Work item:
Could you restate word for word every line of the records below, from the first one to the one holding "PartialEq, Eq, Default)]"?

Given information:
//! Customer quotes stored with their lines so they can be edited and re-printed.

use chrono::{DateTime, NaiveDate, Utc};
use serde::{Deserialize, Serialize};
use uuid::Uuid;

#[derive(Debug, Clone, Copy, Serialize, Deserialize, PartialEq, Eq, Default)]
#[serde(rename_all = "snake_case")]
pub enum GeneratedQuoteStatus {
    #[default]
    Draft,
    Sent,
    Accepted,
    Rejected,
    Expired,
}

impl GeneratedQuoteStatus {
    pub fn as_str(&self) -> &'static str {
        match self {
            Self::Draft => "draft",
            Self::Sent => "sent",
            Self::Accepted => "accepted",
            Self::Rejected => "rejected",
            Self::Expired => "expired",
        }
    }

    pub fn parse(s: &str) -> Self {
        match s {
            "sent" => Self::Sent,
            "accepted" => Self::Accepted,
            "rejected" => Self::Rejected,
            "expired" => Self::Expired,
            _ => Self::Draft,
        }
    }
}

// ============================================================================
// Lines
// ============================================================================

#[derive(Debug, Clone, Deserialize)]
pub struct QuoteLineInput {
    #[serde(default)]
    pub takeoff_item_id: Option<Uuid>,
    #[serde(default)]
    pub material_id: Option<Uuid>,
    /// Next free number when omitted
    #[serde(default)]
    pub line_number: Option<i32>,
    #[serde(default)]
    pub category: Option<String>,
    pub quantity: f64,
    pub unit: String,
    #[serde(default)]
    pub product_code: Option<String>,
    pub description: String,
    pub unit_price: f64,
    #[serde(default)]
    pub notes: Option<String>,
}

impl QuoteLineInput {
    pub fn validate(&self) -> Result<(), String> {
        if self.description.trim().is_empty() {
            return Err("Line description is required".to_string());
        }
        if self.unit.trim().is_empty() {
            return Err("Line unit is required".to_string());
        }
        validate_line_number(self.line_number)?;
        validate_line_amounts(Some(self.quantity), Some(self.unit_price))
    }
}

#[derive(Debug, Clone, Deserialize, Default)]
pub struct UpdateQuoteLineRequest {
    #[serde(default)]
    pub line_number: Option<i32>,
    #[serde(default)]
    pub category: Option<String>,
    #[serde(default)]
    pub quantity: Option<f64>,
    #[serde(default)]
    pub unit: Option<String>,
    #[serde(default)]
    pub product_code: Option<String>,
    #[serde(default)]
    pub description: Option<String>,
    #[serde(default)]
    pub unit_price: Option<f64>,
    #[serde(default)]
    pub notes: Option<String>,
}

impl UpdateQuoteLineRequest {
    pub fn validate(&self) -> Result<(), String> {
        if matches!(&self.description, Some(d) if d.trim().is_empty()) {
            return Err("Line description cannot be empty".to_string());
        }
        if matches!(&self.unit, Some(u) if u.trim().is_empty()) {
            return Err("Line unit cannot be empty".to_string());
        }
        validate_line_number(self.line_number)?;
        validate_line_amounts(self.quantity, self.unit_price)
    }
}

fn validate_line_number(line_number: Option<i32>) -> Result<(), String> {
    if matches!(line_number, Some(n) if n < 1) {
        return Err("Line number must be at least 1".to_string());
    }
    Ok(())
}

fn validate_line_amounts(quantity: Option<f64>, unit_price: Option<f64>) -> Result<(), String> {
    if matches!(quantity, Some(q) if !q.is_finite() || q < 0.0) {
        return Err("Quantity must be zero or positive".to_string());
    }
    if matches!(unit_price, Some(p) if !p.is_finite() || p < 0.0) {
        return Err("Unit price must be zero or positive".to_string());
    }
    Ok(())
}

fn validate_tax(tax_percentage: Option<f64>) -> Result<(), String> {
    if matches!(tax_percentage, Some(t) if !t.is_finite() || !(0.0..=100.0).contains(&t)) {
        return Err("Tax percentage must be between 0 and 100".to_string());
    }
    Ok(())
}

/// Expiration may not precede the quote date.
pub fn validate_dates(quote_date: NaiveDate, expiration_date: NaiveDate) -> Result<(), String> {
    if expiration_date < quote_date {
        return Err("Expiration date cannot be before the quote date".to_string());
    }
    Ok(())
}

// ============================================================================
// Quotes
// ============================================================================

#[derive(Debug, Clone, Deserialize, Default)]
pub struct CustomerDetails {
    #[serde(default)]
    pub customer_name: Option<String>,
    #[serde(default)]
    pub customer_company: Option<String>,
    #[serde(default)]
    pub customer_email: Option<String>,
    #[serde(default)]
    pub customer_phone: Option<String>,
    #[serde(default)]
    pub delivery_address: Option<String>,
}

impl CustomerDetails {
    fn validate(&self) -> Result<(), String> {
        if matches!(&self.customer_email, Some(e) if !e.trim().is_empty() && !e.contains('@')) {
            return Err("Customer email is not valid".to_string());
        }
        Ok(())
    }
}

#[derive(Debug, Clone, Deserialize)]
pub struct CreateGeneratedQuoteRequest {
    /// Generated from the quote date when omitted
    #[serde(default)]
    pub quote_number: Option<String>,
    #[serde(default)]
    pub quote_date: Option<NaiveDate>,
    #[serde(default)]
    pub expiration_date: Option<NaiveDate>,
    #[serde(flatten)]
    pub customer: CustomerDetails,
    /// Defaults to the project name
    #[serde(default)]
    pub job_name: Option<String>,
    #[serde(default)]
    pub job_reference: Option<String>,
    #[serde(default)]
    pub tax_percentage: Option<f64>,
    #[serde(default)]
    pub special_instructions: Option<String>,
    #[serde(default)]
    pub notes: Option<String>,
    #[serde(default)]
    pub lines: Vec<QuoteLineInput>,
}

impl CreateGeneratedQuoteRequest {
    pub fn validate(&self) -> Result<(), String> {
        if matches!(&self.quote_number, Some(n) if n.trim().is_empty()) {
            return Err("Quote number cannot be empty".to_string());
        }
        if let (Some(quote_date), Some(expiration)) = (self.quote_date, self.expiration_date) {
            validate_dates(quote_date, expiration)?;
        }
        self.customer.validate()?;
        validate_tax(self.tax_percentage)?;
        for (i, line) in self.lines.iter().enumerate() {
            line.validate().map_err(|e| format!("Line {}: {}", i + 1, e))?;
        }
        Ok(())
    }
}

#[derive(Debug, Clone, Deserialize, Default)]
pub struct QuoteFromTakeoffsRequest {
    /// Every takeoff item of the project when omitted
    #[serde(default)]
    pub takeoff_item_ids: Option<Vec<Uuid>>,
    #[serde(flatten)]
    pub customer: CustomerDetails,
    #[serde(default)]
    pub job_name: Option<String>,
    #[serde(default)]
    pub job_reference: Option<String>,
    #[serde(default)]
    pub tax_percentage: Option<f64>,
    #[serde(default)]
    pub expiration_days: Option<i64>,
    #[serde(default)]
    pub special_instructions: Option<String>,
    #[serde(default)]
    pub notes: Option<String>,
}

impl QuoteFromTakeoffsRequest {
    pub fn validate(&self) -> Result<(), String> {
        if matches!(&self.takeoff_item_ids, Some(ids) if ids.is_empty()) {
            return Err("takeoff_item_ids cannot be empty".to_string());
        }
        if matches!(self.expiration_days, Some(d) if !(1..=365).contains(&d)) {
            return Err("Expiration days must be between 1 and 365".to_string());
        }
        self.customer.validate()?;
        validate_tax(self.tax_percentage)
    }
}

#[derive(Debug, Clone, Deserialize, Default)]
pub struct UpdateGeneratedQuoteRequest {
    #[serde(default)]
    pub quote_date: Option<NaiveDate>,
    #[serde(default)]
    pub expiration_date: Option<NaiveDate>,
    #[serde(flatten)]
    pub customer: CustomerDetails,
    #[serde(default)]
    pub job_name: Option<String>,
    #[serde(default)]
    pub job_reference: Option<String>,
    #[serde(default)]
    pub tax_percentage: Option<f64>,
    #[serde(default)]
    pub status: Option<GeneratedQuoteStatus>,
    #[serde(default)]
    pub special_instructions: Option<String>,
    #[serde(default)]
    pub notes: Option<String>,
}

impl UpdateGeneratedQuoteRequest {
    pub fn validate(&self) -> Result<(), String> {
        if matches!(&self.job_name, Some(n) if n.trim().is_empty()) {
            return Err("Job name cannot be empty".to_string());
        }
        self.customer.validate()?;
        validate_tax(self.tax_percentage)
    }
}

#[derive(Debug, Clone, Deserialize, Default)]
pub struct GeneratedQuoteQuery {
    pub status: Option<GeneratedQuoteStatus>,
}

#[derive(Debug, Clone, Serialize)]
pub struct QuoteLineResponse {
    pub id: Uuid,
    pub line_number: i32,
    pub takeoff_item_id: Option<Uuid>,
    pub material_id: Option<Uuid>,
    pub category: Option<String>,
    pub quantity: f64,
    pub unit: String,
    pub product_code: Option<String>,
    pub description: String,
    pub unit_price: f64,
    pub total_price: f64,
    pub notes: Option<String>,
}

#[derive(Debug, Clone, Serialize)]
pub struct GeneratedQuoteResponse {
    pub id: Uuid,
    pub project_id: Uuid,
    pub created_by: Option<Uuid>,
    pub quote_number: String,
    pub quote_date: NaiveDate,
    pub expiration_date: NaiveDate,
    pub customer_name: Option<String>,
    pub customer_company: Option<String>,
    pub customer_email: Option<String>,
    pub customer_phone: Option<String>,
    pub delivery_address: Option<String>,
    pub job_name: String,
    pub job_reference: Option<String>,
    pub subtotal: f64,
    pub tax_percentage: f64,
    pub tax_amount: f64,
    pub total: f64,
    pub status: GeneratedQuoteStatus,
    pub special_instructions: Option<String>,
    pub notes: Option<String>,
    /// Present on single-quote responses only
    #[serde(skip_serializing_if = "Option::is_none")]
    pub lines: Option<Vec<QuoteLineResponse>>,
    pub created_at: DateTime<Utc>,
    pub updated_at: DateTime<Utc>,
}

#[cfg(test)]
mod tests {
    use super::*;

    fn line(quantity: f64, unit_price: f64) -> QuoteLineInput {
        QuoteLineInput {
            takeoff_item_id: None,
            material_id: None,
            line_number: None,
            category: Some("Framing".into()),
            quantity,
            unit: "EA".into(),
            product_code: Some("2X4-8".into()),
            description: "2x4x8 SPF stud".into(),
            unit_price,
            notes: None,
        }
    }

    #[test]
    fn create_request_reads_flat_customer_fields() {
        let req: CreateGeneratedQuoteRequest = serde_json::from_value(serde_json::json!({
            "customer_name": "Riverside Health",
            "customer_email": "buyer@riverside.example",
            "quote_date": "2024-07-01",
            "lines": [{"quantity": 10, "unit": "EA", "description": "Stud", "unit_price": 3.5}]
        }))
        .unwrap();
        assert_eq!(req.customer.customer_name.as_deref(), Some("Riverside Health"));
        assert_eq!(req.lines.len(), 1);
        assert!(req.validate().is_ok());
    }

    #[test]
    fn expiration_cannot_precede_quote_date() {
        let july = |d| NaiveDate::from_ymd_opt(2024, 7, d).unwrap();
        assert!(validate_dates(july(1), july(1)).is_ok());
        assert!(validate_dates(july(8), july(1)).is_err());
    }

    #[test]
    fn bad_lines_are_reported_by_position() {
        let req = CreateGeneratedQuoteRequest {
            quote_number: None,
            quote_date: None,
            expiration_date: None,
            customer: CustomerDetails::default(),
            job_name: None,
            job_reference: None,
            tax_percentage: None,
            special_instructions: None,
            notes: None,
            lines: vec![line(1.0, 2.0), line(-3.0, 2.0)],
        };
        assert_eq!(req.validate().unwrap_err(), "Line 2: Quantity must be zero or positive");
    }

    #[test]
    fn tax_and_expiry_window_are_bounded() {
        let mut req = QuoteFromTakeoffsRequest {
            tax_percentage: Some(101.0),
            ..Default::default()
        };
        assert!(req.validate().is_err());
        req.tax_percentage = Some(8.25);
        req.expiration_days = Some(0);
        assert!(req.validate().is_err());
        req.expiration_days = Some(30);
        assert!(req.validate().is_ok());
        req.takeoff_item_ids = Some(vec![]);
        assert!(req.validate().is_err());
    }

    #[test]
    fn status_falls_back_to_draft() {
        assert_eq!(GeneratedQuoteStatus::parse("accepted"), GeneratedQuoteStatus::Accepted);
        assert_eq!(GeneratedQuoteStatus::parse("bogus"), GeneratedQuoteStatus::Draft);
        assert!(UpdateQuoteLineRequest {
            line_number: Some(0),
            ..Default::default()
        }
        .validate()
        .is_err());
    }
}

Final answer:
//! Customer quotes stored with their lines so they can be edited and re-printed.

use chrono::{DateTime, NaiveDate, Utc};
use serde::{Deserialize, Serialize};
use uuid::Uuid;

#[derive(Debug, Clone, Copy, Serialize, Deserialize, PartialEq, Eq, Default)]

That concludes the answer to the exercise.